Stored data entries -
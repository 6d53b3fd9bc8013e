//! Commit Command
//!
//! Generates the commit message from the staged change set unless the user
//! supplied one (`-m`, `-F`) or passed `--no-ai`. `--ai` forces generation
//! even with a message; `--no-ai` always wins.
//!
//! Resolve modes: editor (default), `--skip-editor` (y/n confirmation),
//! `-i` (type a replacement, Enter keeps the generated text).

use tracing::debug;

use super::{CommandOutcome, finalize, forward};
use crate::ai::{AssembledPrompt, CommitContext};
use crate::cli::editor::resolve_editor;
use crate::cli::flags::{FlagSet, FlagSpec};
use crate::cli::progress::stream_response;
use crate::cli::session::Session;
use crate::cli::ui::Output;
use crate::constants::git::{PREVIEW_LINES, PREVIEW_MAX_BYTES};
use crate::git::{GitQueries, Vcs, to_args};
use crate::types::{Result, ResultExt, SgitError};

pub const FLAGS: &[FlagSpec] = &[
    // sgit
    FlagSpec::bool("no-ai", "Skip AI generation and use standard git commit")
        .augmentation()
        .bypass(),
    FlagSpec::bool("interactive", "Review the AI message in the terminal")
        .short('i')
        .augmentation(),
    FlagSpec::bool("skip-editor", "Use the AI message after a y/n confirmation").augmentation(),
    FlagSpec::bool("ai", "Force AI generation even with -m").augmentation(),
    // git
    FlagSpec::value("message", "Commit message").short('m').bypass(),
    FlagSpec::bool("all", "Stage modified and deleted files first").short('a'),
    FlagSpec::bool("amend", "Amend the last commit"),
    FlagSpec::bool("verbose", "Show unified diff between HEAD and index").short('v'),
    FlagSpec::bool("allow-empty", "Allow empty commits"),
    FlagSpec::bool("allow-empty-message", "Allow an empty commit message"),
    FlagSpec::value("author", "Override the commit author"),
    FlagSpec::value("date", "Override the author date"),
    FlagSpec::bool("signoff", "Add a Signed-off-by trailer").short('s'),
    FlagSpec::bool("patch", "Interactively select hunks").short('p'),
    FlagSpec::value("fixup", "Create a fixup commit"),
    FlagSpec::value("squash", "Create a squash commit"),
    FlagSpec::bool("reset-author", "Reset author information"),
    FlagSpec::value("file", "Read the commit message from a file")
        .short('F')
        .bypass(),
    FlagSpec::value("template", "Use the given template file").short('t'),
    FlagSpec::bool("edit", "Force edit of the commit message").short('e'),
    FlagSpec::bool("no-edit", "Reuse the message without editing"),
    FlagSpec::bool("no-verify", "Bypass pre-commit and commit-msg hooks").short('n'),
    FlagSpec::bool("quiet", "Suppress commit summary").short('q'),
];

pub async fn run(session: &mut Session, flags: &FlagSet) -> Result<CommandOutcome> {
    session.vcs.ensure_work_tree()?;

    let bypass = flags.is_set("no-ai") || (flags.bypasses_ai() && !flags.is_set("ai"));
    if bypass {
        return forward(session.vcs.as_ref(), "commit", flags);
    }

    if flags.is_set("all") {
        session
            .output
            .info("Staging all modified and deleted files...");
        finalize(session.vcs.as_ref(), to_args(&["add", "-u"]))
            .with_context("Error staging files with -a")?;
    }

    if !session.vcs.has_staged_changes()? {
        session.output.line("No changes to commit");
        return Ok(CommandOutcome::done());
    }

    let provider = session.ensure_provider()?;

    let diff = session.vcs.staged_diff()?;
    if diff.trim().is_empty() {
        return Err(SgitError::Usage(
            "no diff found - make sure to add files with 'git add' first".to_string(),
        ));
    }

    let ctx = CommitContext {
        diff,
        branch: session.vcs.current_branch()?,
        recent_commits: session.vcs.recent_commits()?,
        file_list: enriched_file_list(session.vcs.as_ref())?,
    };
    let prompt = session.assembler().commit_message(&ctx);
    report_budget(&session.output, "Content analysis", &prompt);

    session
        .output
        .info("Generating commit message with Solar LLM...");
    let generated = stream_response(
        provider.as_ref(),
        &prompt.text,
        &session.output,
        "Thinking...",
    )
    .await
    .with_context("Error generating commit message")?;
    session.output.success("Commit message generated!");

    let Some(message) = resolve_message(session, flags, generated)? else {
        return Ok(CommandOutcome::done());
    };

    let mut args = to_args(&["commit", "-m"]);
    args.push(message);
    args.extend(flags.reconstruct_without(&["message", "file"]));
    finalize(session.vcs.as_ref(), args)?;

    Ok(CommandOutcome::done())
}

/// Pick the final message according to the resolve mode; `None` aborts
fn resolve_message(
    session: &Session,
    flags: &FlagSet,
    generated: String,
) -> Result<Option<String>> {
    if flags.is_set("interactive") {
        let input = session
            .terminal
            .read_line("Edit message (press Enter to use as-is): ")?;
        let input = input.trim();
        return Ok(Some(if input.is_empty() {
            generated
        } else {
            input.to_string()
        }));
    }

    if flags.is_set("skip-editor") {
        if session.terminal.confirm("Use this commit message?")? {
            return Ok(Some(generated));
        }
        session.output.line("Commit cancelled");
        return Ok(None);
    }

    let editor = resolve_editor(session.vcs.as_ref())?;
    let edited = session
        .terminal
        .edit(&editor, &generated)
        .with_context("Error opening editor")?;
    if edited.trim().is_empty() {
        session.output.line("Empty commit message, aborting commit");
        return Ok(None);
    }
    Ok(Some(edited))
}

/// Print the words sent and, when cut, the original size
pub(crate) fn report_budget(output: &Output, label: &str, prompt: &AssembledPrompt) {
    if prompt.truncated {
        output.info(&format!(
            "{}: {} words (truncated from {})",
            label, prompt.words_used, prompt.words_original
        ));
    } else {
        output.info(&format!("{}: {} words", label, prompt.words_used));
    }
}

/// Staged files with status and size; added text files get a short preview
fn enriched_file_list(vcs: &dyn Vcs) -> Result<String> {
    let files = vcs.staged_files()?;
    if files.is_empty() {
        return Ok("No files staged for commit".to_string());
    }

    let mut entries = Vec::with_capacity(files.len());
    for file in files {
        let size = vcs.file_size(&file.path);
        let size_label = size
            .map(|s| format!("{} bytes", s))
            .unwrap_or_else(|| "unknown".to_string());
        let mut entry = format!("- {} {} ({})", file.status, file.path, size_label);

        let previewable = file.is_added()
            && size.is_some_and(|s| s <= PREVIEW_MAX_BYTES)
            && !vcs.is_binary_file(&file.path);
        if previewable {
            match vcs.read_file(&file.path) {
                Ok(bytes) => {
                    entry.push_str("\n  Content preview:\n");
                    entry.push_str(&preview(&String::from_utf8_lossy(&bytes)));
                }
                Err(e) => debug!("No preview for {}: {}", file.path, e),
            }
        }
        entries.push(entry);
    }

    Ok(entries.join("\n"))
}

fn preview(content: &str) -> String {
    let mut lines = content.lines();
    let mut shown: Vec<String> = lines
        .by_ref()
        .take(PREVIEW_LINES)
        .map(|l| format!("  {}", l))
        .collect();
    if lines.next().is_some() {
        shown.push("  ... (file continues)".to_string());
    }
    shown.join("\n")
}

TASK TO CARRY OUT - From the records above, return each line where "CommitContext" occurs.

FINAL ANSWER -
use crate::ai::{AssembledPrompt, CommitContext};
    let ctx = CommitContext {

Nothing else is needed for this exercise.